Computer Engineering and Applications ›› 2023, Vol. 59 ›› Issue (13): 317-324.DOI: 10.3778/j.issn.1002-8331.2211-0072

• Engineering and Applications • Previous Articles     Next Articles

Granular K-means Clustering Algorithm

ZHOU Chenglong, CHEN Yuming, ZHU Yidong   

  1. College of Computer and Information Engineering, Xiamen University of Technology, Xiamen, Fujian 361024, China
  • Online:2023-07-01 Published:2023-07-01

粒K均值聚类算法

周成龙,陈玉明,朱益冬   

  1. 厦门理工学院 计算机与信息工程学院,福建 厦门 361024

Abstract: K-means clustering belongs to unsupervised learning, which has the advantages of simple application, strong interpretability and a good clustering effect.

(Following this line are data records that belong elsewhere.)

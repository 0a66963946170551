//! Session changes driven by inline keyboard presses.

use crate::{
    callback::{AdminAction, CallbackAction, FilterAction, PrivacyToggle, UserPrefsAction},
    codec::export_command,
    domain::{ChatKind, UserId},
    formatting::escape_html,
    keyboard::Reply,
    panels::{
        admin_panel, describe_preferences, filter_panel, filter_summary, mode_panel,
        privacy_panel, userprefs_panel,
    },
    prefs::{default_session, effective_preferences, preferences_for_update, reset_user_preferences, SessionData},
    Result,
};

/// Who pressed the button and where.
#[derive(Clone, Copy, Debug)]
pub struct ActionContext {
    pub chat_kind: ChatKind,
    pub user_id: Option<UserId>,
    pub can_manage: bool,
}

#[derive(Clone, Debug, Default, PartialEq, Eq)]
pub struct CallbackOutcome {
    /// Toast shown on the button press.
    pub notice: String,
    /// Replacement for the message carrying the keyboard.
    pub refreshed: Option<Reply>,
    /// Additional message to send into the chat.
    pub extra: Option<Reply>,
    /// Whether the session must be written back.
    pub changed: bool,
}

impl CallbackOutcome {
    fn notice(notice: impl Into<String>) -> Self {
        Self {
            notice: notice.into(),
            ..Self::default()
        }
    }

    fn changed(notice: impl Into<String>, refreshed: Reply) -> Self {
        Self {
            notice: notice.into(),
            refreshed: Some(refreshed),
            changed: true,
            ..Self::default()
        }
    }
}

pub const DENIED_NOTICE: &str = "Only chat admins can change this.";

/// Whether `action` needs admin rights in this chat.
pub fn requires_manage(action: &CallbackAction, session: &SessionData, kind: ChatKind) -> bool {
    !kind.is_private() && action.changes_chat_settings(session.use_per_user_preferences)
}

/// Apply a keyboard action to the session. Denied actions leave it untouched.
pub fn apply_callback(
    action: CallbackAction,
    session: &mut SessionData,
    ctx: &ActionContext,
) -> Result<CallbackOutcome> {
    if requires_manage(&action, session, ctx.chat_kind) && !ctx.can_manage {
        return Ok(CallbackOutcome::notice(DENIED_NOTICE));
    }

    let per_user = session.use_per_user_preferences && ctx.user_id.is_some();
    let outcome = match action {
        CallbackAction::View(mode) => {
            let prefs = preferences_for_update(session, ctx.user_id);
            prefs.display_mode = mode;
            CallbackOutcome::changed(
                format!("Mode: {}", mode.label()),
                mode_panel(prefs, per_user),
            )
        }
        CallbackAction::ToggleForward => {
            let prefs = preferences_for_update(session, ctx.user_id);
            prefs.show_forward_info = !prefs.show_forward_info;
            let notice = format!(
                "Forward info {}",
                if prefs.show_forward_info { "shown" } else { "hidden" }
            );
            CallbackOutcome::changed(notice, mode_panel(prefs, per_user))
        }
        CallbackAction::ToggleAuthor => {
            let prefs = preferences_for_update(session, ctx.user_id);
            prefs.show_author_info = !prefs.show_author_info;
            let notice = format!(
                "Author info {}",
                if prefs.show_author_info { "shown" } else { "hidden" }
            );
            CallbackOutcome::changed(notice, mode_panel(prefs, per_user))
        }
        CallbackAction::Privacy(toggle) => {
            let prefs = preferences_for_update(session, ctx.user_id);
            let (flag, what) = match toggle {
                PrivacyToggle::UserIds => (&mut prefs.privacy_options.mask_user_ids, "User ID"),
                PrivacyToggle::ChatIds => (&mut prefs.privacy_options.mask_chat_ids, "Chat ID"),
            };
            *flag = !*flag;
            let notice = format!("{what} masking {}", if *flag { "on" } else { "off" });
            CallbackOutcome::changed(notice, privacy_panel(prefs))
        }
        CallbackAction::Filter(FilterAction::Type(ty)) => {
            let filters = &mut session.message_filters;
            let on = !filters.is_type_enabled(ty);
            filters.enabled_types.insert(ty, on);
            CallbackOutcome::changed(
                format!("{} {}", ty.label(), if on { "enabled" } else { "disabled" }),
                filter_panel(filters),
            )
        }
        CallbackAction::Filter(FilterAction::All) => {
            let filters = &mut session.message_filters;
            filters.respond_to_all = !filters.respond_to_all;
            CallbackOutcome::changed(
                format!(
                    "Respond to all {}",
                    if filters.respond_to_all { "on" } else { "off" }
                ),
                filter_panel(filters),
            )
        }
        CallbackAction::Filter(FilterAction::Save) => CallbackOutcome {
            notice: "Saved".to_string(),
            refreshed: Some(Reply::text(filter_summary(&session.message_filters))),
            ..CallbackOutcome::default()
        },
        CallbackAction::UserPrefs(UserPrefsAction::Toggle) => {
            session.use_per_user_preferences = !session.use_per_user_preferences;
            let notice = format!(
                "Per-user mode {}",
                if session.use_per_user_preferences { "on" } else { "off" }
            );
            CallbackOutcome::changed(notice, userprefs_panel(session, ctx.user_id))
        }
        CallbackAction::UserPrefs(UserPrefsAction::View) => {
            let prefs = effective_preferences(session, ctx.user_id);
            CallbackOutcome {
                notice: String::new(),
                extra: Some(Reply::text(describe_preferences("Your settings", prefs))),
                ..CallbackOutcome::default()
            }
        }
        CallbackAction::UserPrefs(UserPrefsAction::Reset) => {
            let removed = ctx
                .user_id
                .is_some_and(|u| reset_user_preferences(session, u));
            if removed {
                CallbackOutcome::changed(
                    "Your settings were reset",
                    userprefs_panel(session, ctx.user_id),
                )
            } else {
                CallbackOutcome::notice("You have no personal settings")
            }
        }
        CallbackAction::Admin(AdminAction::Toggle) => {
            session.enabled = !session.enabled;
            let notice = if session.enabled { "Bot enabled" } else { "Bot disabled" };
            CallbackOutcome::changed(notice, admin_panel(session))
        }
        CallbackAction::Admin(AdminAction::Export) => CallbackOutcome {
            notice: "Settings exported".to_string(),
            extra: Some(export_reply(session)?),
            ..CallbackOutcome::default()
        },
        CallbackAction::Admin(AdminAction::Reset) => {
            *session = default_session(ctx.chat_kind);
            CallbackOutcome::changed("Settings reset to defaults", admin_panel(session))
        }
        CallbackAction::Admin(AdminAction::UserPrefs) => CallbackOutcome {
            refreshed: Some(userprefs_panel(session, ctx.user_id)),
            ..CallbackOutcome::default()
        },
        CallbackAction::Admin(AdminAction::Filters) => CallbackOutcome {
            refreshed: Some(filter_panel(&session.message_filters)),
            ..CallbackOutcome::default()
        },
    };
    Ok(outcome)
}

/// The `/import <token>` command wrapped for copying.
pub fn export_reply(session: &SessionData) -> Result<Reply> {
    let command = export_command(session)?;
    Ok(Reply::text(format!(
        "📤 <b>Settings export</b>\nSend this in another chat:\n\n<code>{}</code>",
        escape_html(&command)
    )))
}

#[cfg(test)]
mod tests {
    use super::*;
    use crate::{
        codec::import_settings,
        prefs::{DisplayMode, MessageType},
    };

    fn ctx(kind: ChatKind, user: i64, can_manage: bool) -> ActionContext {
        ActionContext {
            chat_kind: kind,
            user_id: Some(UserId(user)),
            can_manage,
        }
    }

    #[test]
    fn view_change_edits_group_preferences_by_default() {
        let mut s = default_session(ChatKind::Private);
        let out = apply_callback(
            CallbackAction::View(DisplayMode::Full),
            &mut s,
            &ctx(ChatKind::Private, 7, true),
        )
        .unwrap();
        assert!(out.changed);
        assert_eq!(s.view_preferences.display_mode, DisplayMode::Full);
        assert!(s.user_preferences.is_empty());
        assert!(out.refreshed.unwrap().html.contains("Full"));
    }

    #[test]
    fn per_user_mode_creates_callers_entry_only() {
        let mut s = default_session(ChatKind::Supergroup);
        s.use_per_user_preferences = true;
        let out = apply_callback(
            CallbackAction::ToggleAuthor,
            &mut s,
            &ctx(ChatKind::Supergroup, 42, false),
        )
        .unwrap();
        assert!(out.changed);
        assert!(s.view_preferences.show_author_info);
        assert!(!s.user_preferences[&42].view_preferences.show_author_info);
        assert_eq!(s.user_preferences.len(), 1);
    }

    #[test]
    fn denied_actions_mutate_nothing() {
        let mut s = default_session(ChatKind::Group);
        let before = s.clone();
        for action in [
            CallbackAction::View(DisplayMode::Compact),
            CallbackAction::Privacy(PrivacyToggle::UserIds),
            CallbackAction::Filter(FilterAction::All),
            CallbackAction::UserPrefs(UserPrefsAction::Toggle),
            CallbackAction::Admin(AdminAction::Toggle),
            CallbackAction::Admin(AdminAction::Export),
        ] {
            let out = apply_callback(action, &mut s, &ctx(ChatKind::Group, 1, false)).unwrap();
            assert_eq!(out.notice, DENIED_NOTICE, "{action}");
            assert!(!out.changed);
            assert!(out.extra.is_none());
        }
        assert_eq!(s, before);
    }

    #[test]
    fn filter_buttons_flip_types_and_respond_to_all() {
        let mut s = default_session(ChatKind::Private);
        let c = ctx(ChatKind::Private, 1, true);
        apply_callback(CallbackAction::Filter(FilterAction::Type(MessageType::Sticker)), &mut s, &c).unwrap();
        apply_callback(CallbackAction::Filter(FilterAction::All), &mut s, &c).unwrap();
        assert!(!s.message_filters.is_type_enabled(MessageType::Sticker));
        assert!(!s.message_filters.respond_to_all);

        let out = apply_callback(CallbackAction::Filter(FilterAction::Save), &mut s, &c).unwrap();
        assert!(!out.changed);
        let summary = out.refreshed.unwrap();
        assert!(summary.keyboard.is_none());
        assert!(!summary.html.contains("Sticker"));
    }

    #[test]
    fn userprefs_reset_removes_only_callers_override() {
        let mut s = default_session(ChatKind::Group);
        s.use_per_user_preferences = true;
        apply_callback(CallbackAction::ToggleForward, &mut s, &ctx(ChatKind::Group, 1, false)).unwrap();
        apply_callback(CallbackAction::ToggleForward, &mut s, &ctx(ChatKind::Group, 2, false)).unwrap();
        assert_eq!(s.user_preferences.len(), 2);

        let c = ctx(ChatKind::Group, 1, false);
        let out = apply_callback(CallbackAction::UserPrefs(UserPrefsAction::Reset), &mut s, &c).unwrap();
        assert!(out.changed);
        assert!(!s.user_preferences.contains_key(&1));
        assert!(s.user_preferences.contains_key(&2));

        let again = apply_callback(CallbackAction::UserPrefs(UserPrefsAction::Reset), &mut s, &c).unwrap();
        assert!(!again.changed);
    }

    #[test]
    fn admin_export_emits_importable_command() {
        let mut s = default_session(ChatKind::Supergroup);
        s.view_preferences.display_mode = DisplayMode::Full;
        let out = apply_callback(
            CallbackAction::Admin(AdminAction::Export),
            &mut s,
            &ctx(ChatKind::Supergroup, 1, true),
        )
        .unwrap();
        let html = out.extra.unwrap().html;
        let start = html.find("<code>/import ").unwrap() + "<code>/import ".len();
        let end = html[start..].find("</code>").unwrap() + start;
        let settings = import_settings(&html[start..end]).unwrap();
        assert_eq!(settings.view_preferences.display_mode, DisplayMode::Full);
    }

    #[test]
    fn admin_reset_restores_kind_defaults() {
        let mut s = default_session(ChatKind::Supergroup);
        s.enabled = true;
        s.view_preferences.display_mode = DisplayMode::Compact;
        apply_callback(
            CallbackAction::Admin(AdminAction::Reset),
            &mut s,
            &ctx(ChatKind::Supergroup, 1, true),
        )
        .unwrap();
        assert_eq!(s, default_session(ChatKind::Supergroup));
    }
}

However, it has slow convergence speed, parameters are difficult to determine, and it is easy to fall into a local solution. In order to overcome the inherent defects of K-means clustering, combined with granular computing theory, this paper proposes a new clustering model: granular K-means clustering algorithm. Samples are granulated into granules on a single feature, and the granules on multi-dimensional features forms a granular vector. Several granular distances are further defined to measure the distance between granules. Then, a granular K-means clustering method based on the granular distance is proposed, and its clustering algorithm is also designed. The granulation aims to compare the similarity in all sample spaces, which reflects the global characteristics of samples and makes the clustering converge easily with fewer iterations. Finally, experiments are carried out on several biological datasets to compare the convergence speed, K-value influence and clustering effect. The results show that the proposed granular K-means clustering method has the advantages of fast convergence speed and a good clustering effect.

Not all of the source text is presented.